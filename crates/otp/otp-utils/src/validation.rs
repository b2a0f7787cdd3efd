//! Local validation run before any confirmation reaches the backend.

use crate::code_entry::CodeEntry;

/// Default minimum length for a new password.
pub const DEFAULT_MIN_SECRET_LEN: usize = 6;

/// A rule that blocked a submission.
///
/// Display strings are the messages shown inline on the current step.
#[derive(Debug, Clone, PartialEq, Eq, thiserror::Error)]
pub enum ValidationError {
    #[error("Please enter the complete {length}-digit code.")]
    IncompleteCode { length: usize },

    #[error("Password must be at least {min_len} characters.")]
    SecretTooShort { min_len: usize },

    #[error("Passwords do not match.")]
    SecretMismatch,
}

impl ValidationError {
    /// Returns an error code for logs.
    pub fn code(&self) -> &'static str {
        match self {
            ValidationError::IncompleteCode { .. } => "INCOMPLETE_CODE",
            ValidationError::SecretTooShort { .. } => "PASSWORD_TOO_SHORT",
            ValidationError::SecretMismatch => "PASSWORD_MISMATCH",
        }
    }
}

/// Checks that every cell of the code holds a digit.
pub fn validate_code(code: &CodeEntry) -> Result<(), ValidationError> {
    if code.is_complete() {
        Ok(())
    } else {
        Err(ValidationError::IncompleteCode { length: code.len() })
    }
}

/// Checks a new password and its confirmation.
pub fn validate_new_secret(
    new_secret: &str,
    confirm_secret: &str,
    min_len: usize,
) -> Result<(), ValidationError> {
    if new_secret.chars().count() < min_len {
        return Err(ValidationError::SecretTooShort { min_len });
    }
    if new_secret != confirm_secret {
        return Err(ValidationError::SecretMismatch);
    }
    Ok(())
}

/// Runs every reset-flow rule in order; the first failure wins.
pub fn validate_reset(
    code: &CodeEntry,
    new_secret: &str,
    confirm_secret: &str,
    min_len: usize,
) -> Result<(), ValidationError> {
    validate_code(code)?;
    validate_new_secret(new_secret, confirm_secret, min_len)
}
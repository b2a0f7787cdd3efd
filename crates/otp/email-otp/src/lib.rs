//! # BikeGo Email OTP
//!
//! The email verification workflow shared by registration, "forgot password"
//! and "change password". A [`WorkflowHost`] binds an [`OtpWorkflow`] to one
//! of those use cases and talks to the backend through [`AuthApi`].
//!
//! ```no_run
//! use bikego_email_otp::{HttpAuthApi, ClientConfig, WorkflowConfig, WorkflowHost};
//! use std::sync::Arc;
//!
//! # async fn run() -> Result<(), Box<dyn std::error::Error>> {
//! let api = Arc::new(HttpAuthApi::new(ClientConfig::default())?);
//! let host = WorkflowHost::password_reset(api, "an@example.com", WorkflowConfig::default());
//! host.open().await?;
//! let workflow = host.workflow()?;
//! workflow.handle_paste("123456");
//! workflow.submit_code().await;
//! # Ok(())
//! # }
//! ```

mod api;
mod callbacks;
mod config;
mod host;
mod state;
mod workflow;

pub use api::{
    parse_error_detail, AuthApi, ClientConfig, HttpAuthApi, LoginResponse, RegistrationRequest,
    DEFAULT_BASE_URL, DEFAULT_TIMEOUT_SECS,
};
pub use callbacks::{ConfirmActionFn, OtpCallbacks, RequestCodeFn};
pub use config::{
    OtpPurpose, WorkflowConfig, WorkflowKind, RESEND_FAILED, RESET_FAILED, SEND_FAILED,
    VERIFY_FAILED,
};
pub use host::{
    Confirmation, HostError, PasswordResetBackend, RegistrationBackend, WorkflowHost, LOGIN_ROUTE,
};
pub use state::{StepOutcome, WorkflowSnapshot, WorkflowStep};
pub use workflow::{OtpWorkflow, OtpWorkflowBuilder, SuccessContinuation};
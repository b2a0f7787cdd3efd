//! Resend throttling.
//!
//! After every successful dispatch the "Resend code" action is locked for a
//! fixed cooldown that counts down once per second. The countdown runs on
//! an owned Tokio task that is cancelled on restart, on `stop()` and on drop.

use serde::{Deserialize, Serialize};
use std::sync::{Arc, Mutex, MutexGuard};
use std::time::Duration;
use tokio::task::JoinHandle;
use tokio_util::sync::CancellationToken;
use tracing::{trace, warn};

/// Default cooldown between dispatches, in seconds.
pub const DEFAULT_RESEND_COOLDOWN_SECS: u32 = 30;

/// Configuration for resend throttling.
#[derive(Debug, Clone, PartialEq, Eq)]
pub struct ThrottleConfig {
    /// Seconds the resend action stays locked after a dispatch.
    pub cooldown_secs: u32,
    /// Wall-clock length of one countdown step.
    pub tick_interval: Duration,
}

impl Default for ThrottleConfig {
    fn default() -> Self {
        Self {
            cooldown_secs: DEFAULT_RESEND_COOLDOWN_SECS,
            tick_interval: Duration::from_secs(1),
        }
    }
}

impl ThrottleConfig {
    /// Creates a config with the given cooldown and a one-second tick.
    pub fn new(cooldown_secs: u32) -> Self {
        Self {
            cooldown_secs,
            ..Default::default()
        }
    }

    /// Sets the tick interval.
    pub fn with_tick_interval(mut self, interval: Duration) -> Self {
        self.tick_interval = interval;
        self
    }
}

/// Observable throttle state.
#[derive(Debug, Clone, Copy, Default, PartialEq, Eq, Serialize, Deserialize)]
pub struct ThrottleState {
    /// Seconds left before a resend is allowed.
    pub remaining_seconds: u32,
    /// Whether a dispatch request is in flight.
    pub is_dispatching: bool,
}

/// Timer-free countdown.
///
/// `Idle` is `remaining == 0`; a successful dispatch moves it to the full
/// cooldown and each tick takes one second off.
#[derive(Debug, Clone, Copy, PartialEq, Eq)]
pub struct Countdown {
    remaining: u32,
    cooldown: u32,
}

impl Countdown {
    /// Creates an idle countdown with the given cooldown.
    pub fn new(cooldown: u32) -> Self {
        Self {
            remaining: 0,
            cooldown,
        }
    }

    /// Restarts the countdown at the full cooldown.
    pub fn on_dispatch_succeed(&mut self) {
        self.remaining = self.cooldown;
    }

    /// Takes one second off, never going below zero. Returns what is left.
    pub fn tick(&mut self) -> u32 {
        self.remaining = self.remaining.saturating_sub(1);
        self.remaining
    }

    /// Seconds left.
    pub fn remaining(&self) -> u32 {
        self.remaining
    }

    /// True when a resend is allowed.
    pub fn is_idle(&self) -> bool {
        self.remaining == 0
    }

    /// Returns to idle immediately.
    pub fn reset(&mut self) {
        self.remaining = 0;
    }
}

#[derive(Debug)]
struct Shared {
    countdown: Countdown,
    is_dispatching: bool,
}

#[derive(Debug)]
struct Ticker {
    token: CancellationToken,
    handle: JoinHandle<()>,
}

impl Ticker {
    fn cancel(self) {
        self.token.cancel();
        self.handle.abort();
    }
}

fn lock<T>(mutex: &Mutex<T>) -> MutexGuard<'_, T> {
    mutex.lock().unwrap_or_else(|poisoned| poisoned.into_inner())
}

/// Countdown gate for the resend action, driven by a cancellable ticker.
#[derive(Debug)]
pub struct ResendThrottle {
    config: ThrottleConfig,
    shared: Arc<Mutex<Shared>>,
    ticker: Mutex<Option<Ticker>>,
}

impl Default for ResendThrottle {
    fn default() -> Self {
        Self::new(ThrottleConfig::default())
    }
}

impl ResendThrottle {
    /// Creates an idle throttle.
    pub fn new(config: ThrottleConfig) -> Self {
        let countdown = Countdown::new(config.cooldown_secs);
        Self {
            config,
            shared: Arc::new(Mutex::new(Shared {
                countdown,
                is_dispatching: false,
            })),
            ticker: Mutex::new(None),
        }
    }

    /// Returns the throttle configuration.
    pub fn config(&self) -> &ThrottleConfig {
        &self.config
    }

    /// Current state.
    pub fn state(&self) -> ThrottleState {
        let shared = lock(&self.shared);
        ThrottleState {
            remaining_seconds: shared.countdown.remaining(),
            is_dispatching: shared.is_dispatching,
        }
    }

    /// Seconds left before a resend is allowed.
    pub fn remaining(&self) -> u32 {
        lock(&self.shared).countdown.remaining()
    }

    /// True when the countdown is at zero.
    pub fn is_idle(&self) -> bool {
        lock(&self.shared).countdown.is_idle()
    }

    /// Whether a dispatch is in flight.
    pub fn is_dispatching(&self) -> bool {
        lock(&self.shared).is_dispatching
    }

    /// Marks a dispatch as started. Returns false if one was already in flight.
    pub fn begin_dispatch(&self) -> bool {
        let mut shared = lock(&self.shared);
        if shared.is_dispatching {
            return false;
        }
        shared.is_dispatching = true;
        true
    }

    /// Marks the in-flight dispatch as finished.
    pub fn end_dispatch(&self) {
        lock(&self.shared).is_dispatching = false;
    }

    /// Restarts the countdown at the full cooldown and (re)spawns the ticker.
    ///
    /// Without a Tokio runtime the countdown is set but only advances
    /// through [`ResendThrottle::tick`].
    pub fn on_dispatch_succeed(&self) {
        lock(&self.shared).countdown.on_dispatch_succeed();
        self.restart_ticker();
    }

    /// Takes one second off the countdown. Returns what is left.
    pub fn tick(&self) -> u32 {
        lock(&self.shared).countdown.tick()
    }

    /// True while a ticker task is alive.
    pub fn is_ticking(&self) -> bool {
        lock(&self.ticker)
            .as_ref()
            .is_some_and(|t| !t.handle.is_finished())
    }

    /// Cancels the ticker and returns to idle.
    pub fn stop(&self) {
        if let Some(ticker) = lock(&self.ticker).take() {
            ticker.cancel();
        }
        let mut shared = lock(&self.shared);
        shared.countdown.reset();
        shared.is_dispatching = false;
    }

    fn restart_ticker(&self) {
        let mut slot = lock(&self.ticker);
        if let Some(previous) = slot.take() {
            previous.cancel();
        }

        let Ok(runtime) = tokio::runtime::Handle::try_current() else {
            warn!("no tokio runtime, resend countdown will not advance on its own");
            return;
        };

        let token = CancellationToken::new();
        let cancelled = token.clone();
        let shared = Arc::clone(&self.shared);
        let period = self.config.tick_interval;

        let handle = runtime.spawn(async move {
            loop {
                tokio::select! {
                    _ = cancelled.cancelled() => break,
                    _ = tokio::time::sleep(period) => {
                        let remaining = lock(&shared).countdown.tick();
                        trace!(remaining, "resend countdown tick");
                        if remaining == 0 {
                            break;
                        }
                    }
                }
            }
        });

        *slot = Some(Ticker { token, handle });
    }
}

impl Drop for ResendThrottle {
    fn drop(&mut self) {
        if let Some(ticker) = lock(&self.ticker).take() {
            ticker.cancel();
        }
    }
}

+ + +

Reproduce, line for line, the material, starting at its first line, and end once the line holding "the current step." has been output.

filename crates/otp/otp-utils/src/validation.rs
repository b2a0f7787cdd3efd
//! Local validation run before any confirmation reaches the backend.

use crate::code_entry::CodeEntry;

/// Default minimum length for a new password.
pub const DEFAULT_MIN_SECRET_LEN: usize = 6;

/// A rule that blocked a submission.
///
/// Display strings are the messages shown inline on the current step.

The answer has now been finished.